Should the agreement become a causality of Brexit, would an alternative be the union of the island of Ireland? Certainly in the hearts of most people on the island, there is a desire for unity, but in the real world, when faced with the economic and social repercussions, I’m not so sure that a clear majority would be in favour. It currently takes about ten billion pounds a year to run Northern Ireland and to believe that Dublin would be able to pour that kind of money into the region each year is incomprehensible. You can also be assured that if it costs London ten billion, then it will probably cost Dublin twenty billion. And that’s not even taking into account the massive initial investment required to align Northern Ireland to the Republic in terms of infrastructure and public services, just to name a few. Further more, one can’t even imagine what the military and security budget would have to be. And maybe yes, while the long-term outcome could be that the region would begin to pay for itself, the impact down south would be enough to break the bank on what is a cautious recovery from the economic downturn which started over ten years ago.
It is my personal belief that Ireland will be eventually united and that it will happen when all the people of the island, regardless of culture, religions or colour, decide to do it collectively. Only then, working as one truly unified society, could we make it a success. So, despite claims to the contrary, I don’t believe that Brexit should be the catalyst for what would to me be a forced unity. Ireland must be unified when it decides – not because of yet another social blunder by Britain.
So what is the likely outcome? I’m beginning to think that compromise will have to be made on all sides. The DUP may need to allow some kind of open border process at the expense of a devolution of unity to the British mainland. Alternatively, Dublin may have to accept some kind of customs union and less free movement of goods and services. However, this will be more of a token gesture rather than a huge logistical issue. Certainly, the EU and Dublin hold the stronger hand, but they need to be careful of the fact that the game is far from over. However, I am still convinced that despite the statement that they will not be in the single market or customs union, Britain’s stance is a ruse designed to be nothing more than keeping the status quo in a different name. They seek an agreement that is everything that exists already but unique in name to London, and allowing them to save face by managing to get the individual deal they desire. There may be a restriction of people but not goods and services, and, anyway, if there is restriction of people, it will not apply with Ireland because of the Common Travel Arrangement, so the Good Friday Agreement will continue, albeit in some small modified form, such as an addition or update to include the outcome of Brexit.
A solid foundation that must be defended
Even though a solid plan was put in place back on Friday 10 April 1998, twenty years on Northern Ireland continues to be a major headache for Britain.

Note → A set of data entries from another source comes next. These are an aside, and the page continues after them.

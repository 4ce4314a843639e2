mod service;

use clap::{Parser, Subcommand};
use rand::SeedableRng;
use rand::rngs::StdRng;
use service::Warehouse;
use std::path::{Path, PathBuf};
use wh_common::db::core::GridLayout;
use wh_common::db::parser::events::VisitEvent;
use wh_common::db::parser::{events, layout};
use wh_common::geom::coord::GridCoord;
use wh_common::geom::rect::GridRect;
use wh_common::util::clock::Timestamp;
use wh_common::util::config::Config;
use wh_common::util::{check, generator, logger, visualization};
use wh_router::{RouteRequest, RouteResult};

#[derive(Parser)]
#[command(author, version, about, long_about = None)]
struct Args {
    #[arg(short, long, value_name = "FILE", default_value = "config.toml")]
    config: PathBuf,

    #[command(subcommand)]
    command: Option<Commands>,
}

#[derive(Subcommand)]
enum Commands {
    Route {
        #[arg(long, conflicts_with = "request")]
        bins: Option<String>,
        #[arg(long, value_name = "FILE")]
        request: Option<PathBuf>,
    },
    Path {
        #[arg(long)]
        from: String,
        #[arg(long)]
        to: String,
    },
    Heatmap {
        #[arg(long)]
        bounds: Option<String>,
        #[arg(long)]
        at: Option<u64>,
    },
    Advise {
        #[arg(long)]
        at: Option<u64>,
    },
    Replay {
        #[arg(long)]
        at: Option<u64>,
    },
    Generate {
        #[arg(long, default_value_t = 40)]
        width: u32,
        #[arg(long, default_value_t = 30)]
        height: u32,
        #[arg(long, default_value_t = 8)]
        cross_aisle_every: u32,
        #[arg(long, default_value_t = 0.6)]
        bin_density: f64,
        #[arg(long, default_value_t = 5000)]
        events: usize,
        #[arg(long, default_value_t = 48)]
        span_hours: u64,
        #[arg(long, default_value_t = 1)]
        seed: u64,
    },
}

fn main() -> anyhow::Result<()> {
    logger::init();
    let args = Args::parse();
    let config = load_config(&args.config)?;

    let command = args.command.unwrap_or(Commands::Replay { at: None });

    match command {
        Commands::Generate {
            width,
            height,
            cross_aisle_every,
            bin_density,
            events: count,
            span_hours,
            seed,
        } => run_generate(
            &config,
            width,
            height,
            cross_aisle_every,
            bin_density,
            count,
            span_hours,
            seed,
        )?,
        Commands::Route { bins, request } => {
            let wh = open_warehouse(config)?;
            let result = match (bins, request) {
                (Some(list), _) => wh.plan(&RouteRequest::new(
                    list.split(',').map(str::trim).filter(|s| !s.is_empty()),
                ))?,
                (None, Some(path)) => {
                    let body = std::fs::read_to_string(&path)
                        .map_err(|e| anyhow::anyhow!("Failed to read request {:?}: {}", path, e))?;
                    wh.plan_path(&body)?
                }
                (None, None) => return Err(anyhow::anyhow!("route needs --bins or --request")),
            };
            if run_route_check(&wh, &result).is_err() {
                std::process::exit(1);
            }
            println!("{}", serde_json::to_string_pretty(&result)?);

            let layout = wh.layout()?;
            let png = output_path(wh.config(), "route.png")?;
            visualization::draw_floor(&layout, &[], Some(result.path.as_slice()), &png, 16)?;
            log::info!("Route drawn to {}", png);
        }
        Commands::Path { from, to } => {
            let (from, to) = (parse_coord(&from)?, parse_coord(&to)?);
            let wh = open_warehouse(config)?;
            let leg = wh.shortest_path(from, to)?;
            println!("{}", serde_json::to_string_pretty(&leg)?);
        }
        Commands::Heatmap { bounds, at } => {
            let bounds = bounds.as_deref().map(parse_bounds).transpose()?;
            let (wh, now) = open_with_events(config, at)?;
            let cells = wh.query_heatmap(bounds, now)?;
            println!("{}", serde_json::to_string_pretty(&cells)?);
        }
        Commands::Advise { at } => {
            let (wh, now) = open_with_events(config, at)?;
            let suggestions = wh.suggest_rebalancing(now)?;
            println!("{}", serde_json::to_string_pretty(&suggestions)?);
        }
        Commands::Replay { at } => {
            // Feed events one at a time, as the live service would, with the
            // eviction sweeper running alongside on the replay clock.
            let wh = open_warehouse(config)?;
            let visits = load_events(wh.config())?;
            let now = evaluation_time(at, &visits);
            let mut sweeper = wh.start_sweeper(move || now)?;
            let mut dropped = 0usize;
            for ev in &visits {
                if !wh.record_visit_event(ev)? {
                    dropped += 1;
                }
            }
            sweeper.stop();
            if dropped > 0 {
                log::warn!("{} of {} events were dropped", dropped, visits.len());
            }

            let cells = wh.query_heatmap(None, now)?;
            let total: f64 = cells.iter().map(|c| c.score).sum();
            log::info!(
                "{} active cells, total activity {:.2} at t={}ms",
                cells.len(),
                total,
                now.millis()
            );
            let mut hottest: Vec<_> = cells.iter().collect();
            hottest.sort_by(|a, b| b.score.total_cmp(&a.score));
            for cell in hottest.into_iter().take(5) {
                log::info!("  hot cell ({}, {}) score {:.3}", cell.coord.x, cell.coord.y, cell.score);
            }

            let suggestions = wh.suggest_rebalancing(now)?;
            println!("{}", serde_json::to_string_pretty(&suggestions)?);

            let layout = wh.layout()?;
            let heat: Vec<(GridCoord, f64)> = cells.iter().map(|c| (c.coord, c.score)).collect();
            let png = output_path(wh.config(), "heatmap.png")?;
            visualization::draw_floor(&layout, &heat, None, &png, 16)?;
            log::info!("Heat map drawn to {}", png);
        }
    }

    Ok(())
}

fn load_config(path: &Path) -> anyhow::Result<Config> {
    if path.exists() {
        log::info!("Loading configuration from {:?}", path);
        let config_str = std::fs::read_to_string(path)
            .map_err(|e| anyhow::anyhow!("Failed to read config file: {}", e))?;
        parse_config(&config_str)
    } else {
        log::warn!(
            "Configuration file {:?} not found. Using internal defaults.",
            path
        );
        Ok(Config::default())
    }
}

fn parse_config(text: &str) -> anyhow::Result<Config> {
    toml::from_str(text).map_err(|e| anyhow::anyhow!("Failed to parse config TOML: {}", e))
}

fn load_layout(config: &Config) -> anyhow::Result<GridLayout> {
    let path = &config.input.layout_file;
    if !Path::new(path).exists() {
        return Err(anyhow::anyhow!(
            "Layout file missing: '{}'. Did you run 'generate'?",
            path
        ));
    }
    log::info!("Parsing layout: {}", path);
    layout::parse(path).map_err(|e| anyhow::anyhow!("Invalid layout in '{}': {}", path, e))
}

fn open_warehouse(config: Config) -> anyhow::Result<Warehouse> {
    let floor = load_layout(&config)?;
    let wh = Warehouse::new(config);
    wh.publish_layout(floor);
    Ok(wh)
}

fn load_events(config: &Config) -> anyhow::Result<Vec<VisitEvent>> {
    let path = &config.input.events_file;
    if !Path::new(path).exists() {
        log::warn!("Events file '{}' not found; heatmap starts empty", path);
        return Ok(Vec::new());
    }
    log::info!("Parsing events: {}", path);
    events::parse(path).map_err(|e| anyhow::anyhow!("Invalid events in '{}': {}", path, e))
}

// Without --at the heatmap is read as of the newest event.
fn evaluation_time(at: Option<u64>, visits: &[VisitEvent]) -> Timestamp {
    at.map(Timestamp).unwrap_or_else(|| {
        visits
            .iter()
            .map(|e| e.at)
            .max()
            .unwrap_or_else(Timestamp::now)
    })
}

fn open_with_events(config: Config, at: Option<u64>) -> anyhow::Result<(Warehouse, Timestamp)> {
    let wh = open_warehouse(config)?;
    let visits = load_events(wh.config())?;
    wh.replay(&visits)?;
    Ok((wh, evaluation_time(at, &visits)))
}

fn run_route_check(wh: &Warehouse, result: &RouteResult) -> anyhow::Result<()> {
    let layout = wh.layout()?;
    let stops: Vec<GridCoord> = result
        .ordered_bins
        .iter()
        .map(|id| layout.bin_cell(id))
        .collect::<Result<_, _>>()?;
    check::verify_route(
        &layout,
        result.depot,
        &result.path,
        &stops,
        result.total_distance,
    )
    .map_err(|e| anyhow::anyhow!("Route verification failed: {}", e))
}

#[allow(clippy::too_many_arguments)]
fn run_generate(
    config: &Config,
    width: u32,
    height: u32,
    cross_aisle_every: u32,
    bin_density: f64,
    count: usize,
    span_hours: u64,
    seed: u64,
) -> anyhow::Result<()> {
    let mut rng = StdRng::seed_from_u64(seed);
    let floor = generator::generate_layout(&mut rng, width, height, cross_aisle_every, bin_density)?;

    let span_ms = span_hours.saturating_mul(3_600_000);
    let start = Timestamp(Timestamp::now().millis().saturating_sub(span_ms));
    let visits = generator::generate_events(&mut rng, &floor, count, start, span_ms);

    prepare_output_dir(&config.input.layout_file)?;
    prepare_output_dir(&config.input.events_file)?;
    layout::write(&floor, &config.input.layout_file)?;
    events::write(&visits, &config.input.events_file)?;
    log::info!(
        "Generated {} ({} bins) and {} ({} events)",
        config.input.layout_file,
        floor.num_bins(),
        config.input.events_file,
        visits.len()
    );
    Ok(())
}

fn parse_numbers(s: &str) -> anyhow::Result<Vec<u32>> {
    s.split(',')
        .map(|p| p.trim().parse::<u32>())
        .collect::<Result<_, _>>()
        .map_err(|e| anyhow::anyhow!("Invalid number list '{}': {}", s, e))
}

fn parse_coord(s: &str) -> anyhow::Result<GridCoord> {
    match parse_numbers(s)?[..] {
        [x, y] => Ok(GridCoord::new(x, y)),
        _ => Err(anyhow::anyhow!("Cell must be x,y, got '{}'", s)),
    }
}

fn parse_bounds(s: &str) -> anyhow::Result<GridRect> {
    match parse_numbers(s)?[..] {
        [x0, y0, x1, y1] => Ok(GridRect::new(x0, y0, x1, y1)),
        _ => Err(anyhow::anyhow!("Bounds must be x0,y0,x1,y1, got '{}'", s)),
    }
}

fn prepare_output_dir(path_str: &str) -> anyhow::Result<()> {
    if let Some(parent) = Path::new(path_str).parent()
        && !parent.exists()
        && !parent.as_os_str().is_empty()
    {
        log::info!("Creating output directory: {:?}", parent);
        std::fs::create_dir_all(parent)?;
    }
    Ok(())
}

fn output_path(config: &Config, file: &str) -> anyhow::Result<String> {
    let path = Path::new(&config.input.output_dir).join(file);
    let path = path
        .to_str()
        .ok_or_else(|| anyhow::anyhow!("Output path {:?} is not valid UTF-8", path))?
        .to_string();
    prepare_output_dir(&path)?;
    Ok(path)
}
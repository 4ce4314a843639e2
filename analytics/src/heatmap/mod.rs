pub mod aggregator;
pub mod decay;
pub mod sweeper;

Outside forces continue to conspire to threaten and disturb what is still a fragile peace in the region and conflict has not gone away – it has been taken off the streets and transferred into the offices of government, so to try and say otherwise could be hypocritical. But despite the remaining tensions, the Good Friday Agreement has done its job – to keep the peace and build a better future. People from the north holiday in the south and visa versa. Trade is better than ever before. Cross border initiatives are more prominent, job investment is growing, and, most importantly, cross communities are communicating. Brexit must not destroy this progress.
So my hope is that on this anniversary, the people of Ireland have still got the best opportunity in place for peace and prosperity, but we must be vigilant that certain elements in Britain are conspiring against our well-being for their own good.
Brexit may have caused division in Britain, but it shouldn’t prevent unity in Ireland, because after all, we already did the hard part in 1998.